##### Available data

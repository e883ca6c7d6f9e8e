//!
//! # Staking
//!
//! - current and pending stakers of the primary network and every subnet
//! - admission checks, including the over-delegation timeline check
//! - time advancement: promotion, removal and reward settlement
//! - a journal of touched state, drained by the store at accept time
//!

pub mod reward;
mod set;


use {
    crate::{
        data_model::{
            Address, Amount, DiffRecord, Id, NodeId, Staker, StakerKind, SubnetId,
            Timestamp, TxId, ValidatorEntry, Weight, WeightDiff, PRIMARY_NETWORK_ID,
        },
        error::{Error, NotFound, Result},
    },
    config::staking::{StakingConfig, PERCENT_DENOMINATOR},
    serde::{Deserialize, Serialize},
    set::StakerSet,
    std::{
        collections::{BTreeMap, BTreeSet},
        sync::Arc,
    },
    tracing::debug,
};

/// Owner key set of a subnet.
#[derive(Clone, Debug, PartialEq, Eq, Serialize, Deserialize)]
#[allow(missing_docs)]
pub struct Subnet {
    pub owners: Vec<Address>,
    pub threshold: u32,
}

/// How `advance_time` treats stakers that are due a reward decision.
#[derive(Clone, Copy, Debug, PartialEq, Eq)]
pub enum RewardMode {
    /// Remove them, paying the reward.
    Settle,
    /// Stop at the first one; a proposal block decides it.
    Defer,
}

/// Outcome of a proposal block.
#[derive(Clone, Copy, Debug, PartialEq, Eq)]
#[allow(missing_docs)]
pub enum RewardDecision {
    Commit,
    Abort,
}

/// One transition performed by `advance_time`.
#[derive(Clone, Copy, Debug, PartialEq, Eq)]
#[allow(missing_docs)]
pub enum StakerEvent {
    Promoted(TxId),
    Removed { tx_id: TxId, reward: Amount },
}

/// Keys touched since the last fork, and the validator-set entries as they
/// were before the first touch.
#[derive(Clone, Debug, Default)]
#[allow(missing_docs)]
pub struct Journal {
    pub validators: BTreeMap<(SubnetId, NodeId), Option<ValidatorEntry>>,
    pub stakers: BTreeSet<TxId>,
    pub subnets: BTreeSet<SubnetId>,
    pub delegatee_rewards: BTreeSet<TxId>,
    pub balances: BTreeSet<Address>,
    pub imports: BTreeSet<Id>,
    pub txs: BTreeSet<TxId>,
}

/// Everything persisted for a [`Staking`]; the indices are rebuilt on load.
#[derive(Clone, Debug, Default, PartialEq, Eq)]
#[allow(missing_docs)]
pub struct StakingParts {
    pub timestamp: Timestamp,
    pub current_supply: Amount,
    pub current: Vec<Staker>,
    pub pending: Vec<Staker>,
    pub subnets: BTreeMap<SubnetId, Subnet>,
    pub delegatee_rewards: BTreeMap<TxId, Amount>,
    pub balances: BTreeMap<Address, Amount>,
    pub consumed_imports: BTreeSet<Id>,
    pub applied_txs: BTreeSet<TxId>,
}

/// The staking ledger.
///
/// A block works on a [`Staking::fork`] of its parent's state; the fork is
/// swapped in when the block is accepted and dropped when it is rejected.
#[derive(Clone, Debug)]
pub struct Staking {
    cfg: Arc<StakingConfig>,
    timestamp: Timestamp,
    current_supply: Amount,
    current: StakerSet,
    pending: StakerSet,
    subnets: BTreeMap<SubnetId, Subnet>,
    // accumulated delegation fees, keyed by validator tx
    delegatee_rewards: BTreeMap<TxId, Amount>,
    balances: BTreeMap<Address, Amount>,
    consumed_imports: BTreeSet<Id>,
    // every issued transaction applied so far; none of them may apply again
    applied_txs: BTreeSet<TxId>,
    journal: Journal,
}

##########

• [Task prompt]
Wherever a line above contains "TxId", copy that line.

• [Exercise solution]
            Timestamp, TxId, ValidatorEntry, Weight, WeightDiff, PRIMARY_NETWORK_ID,
    Promoted(TxId),
    Removed { tx_id: TxId, reward: Amount },
    pub stakers: BTreeSet<TxId>,
    pub delegatee_rewards: BTreeSet<TxId>,
    pub txs: BTreeSet<TxId>,
    pub delegatee_rewards: BTreeMap<TxId, Amount>,
    pub applied_txs: BTreeSet<TxId>,
    delegatee_rewards: BTreeMap<TxId, Amount>,
    applied_txs: BTreeSet<TxId>,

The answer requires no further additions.